= What the task asks =
Only the number is requested. Tally the lines of the data that hold the string "args".

Stored items:
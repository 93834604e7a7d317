//! channeldb binary: serves a channel store over HTTP and talks to one.

mod backend;
mod cli;
mod commands;
mod output;

use clap::Parser;

use crate::cli::{Cli, Commands};
use crate::output::OutputFormat;

#[tokio::main]
async fn main() -> Result<(), Box<dyn std::error::Error>> {
    let cli = Cli::parse();
    let format = if cli.json {
        OutputFormat::Json
    } else {
        OutputFormat::Human
    };

    match cli.command {
        Commands::Serve(args) => commands::serve::run(&args).await,
        Commands::Health(args) => commands::health::run(&args).await,
        Commands::Put(args) => commands::client::put(&args, format).await,
        Commands::Get(args) => commands::client::get(&args, format).await,
        Commands::Del(args) => commands::client::del(&args, format).await,
        Commands::List(args) => commands::client::list(&args, format).await,
    }
}
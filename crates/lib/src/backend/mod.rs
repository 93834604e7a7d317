//! Ordered key-value store backends
//!
//! This module provides the [`KeyValueStore`] trait, the narrow interface the
//! channel layer uses to reach physical storage, and the [`InMemory`]
//! implementation.
//!
//! A store holds JSON values under string keys and must support exclusive
//! range scans in lexicographic (byte) key order. Each mutation returns a
//! store-issued event id and a millisecond timestamp that the channel layer
//! forwards in its change events.

use std::any::Any;

use async_trait::async_trait;
use serde::{Deserialize, Serialize};
use serde_json::Value;

pub mod errors;
mod in_memory;

pub use errors::BackendError;
pub use in_memory::InMemory;

/// Receipt returned by [`KeyValueStore::put`].
#[derive(Debug, Clone, PartialEq, Eq, Serialize, Deserialize)]
pub struct PutReceipt {
    /// Store-issued id of the write event
    pub event: String,
    /// Milliseconds since the Unix epoch
    pub timestamp: u64,
}

/// Receipt returned by [`KeyValueStore::del`].
#[derive(Debug, Clone, PartialEq, Eq, Serialize, Deserialize)]
pub struct DelReceipt {
    /// Store-issued id of the delete event
    pub event: String,
    /// The keys covered by the delete, in request order
    pub keys: Vec<String>,
    /// Milliseconds since the Unix epoch
    pub timestamp: u64,
}

/// Parameters of an ordered range scan.
///
/// Both bounds are exclusive. Results are ascending unless `reverse` is set,
/// in which case the scan starts at the upper bound. `limit` caps the number
/// of rows returned.
#[derive(Debug, Clone, Default, PartialEq, Eq)]
pub struct ScanRange {
    pub gt: String,
    pub lt: String,
    pub reverse: bool,
    /// Include stored values in the results.
    pub values: bool,
    pub limit: Option<usize>,
}

/// A single row produced by [`KeyValueStore::list`].
#[derive(Debug, Clone, PartialEq)]
pub struct ScanEntry {
    pub key: String,
    /// Present only when the scan requested values.
    pub value: Option<Value>,
}

/// Ordered key-value store abstracting the physical storage mechanism.
///
/// Implementations are expected to serialize operations on a single key but
/// need not offer transactions across keys.
#[async_trait]
pub trait KeyValueStore: Send + Sync {
    /// Retrieves the value stored under `key`.
    ///
    /// Returns [`BackendError::KeyNotFound`] when no value is stored.
    async fn get(&self, key: &str) -> Result<Value, BackendError>;

    /// Stores `value` under `key`, replacing any previous value.
    async fn put(&self, key: &str, value: Value) -> Result<PutReceipt, BackendError>;

    /// Removes all `keys` as one batch. Missing keys are not an error.
    async fn del(&self, keys: Vec<String>) -> Result<DelReceipt, BackendError>;

    /// Ordered range scan.
    async fn list(&self, range: ScanRange) -> Result<Vec<ScanEntry>, BackendError>;

    /// Returns a reference to the store as a `dyn Any` for downcasting.
    fn as_any(&self) -> &dyn Any;
}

= Expected answer =
6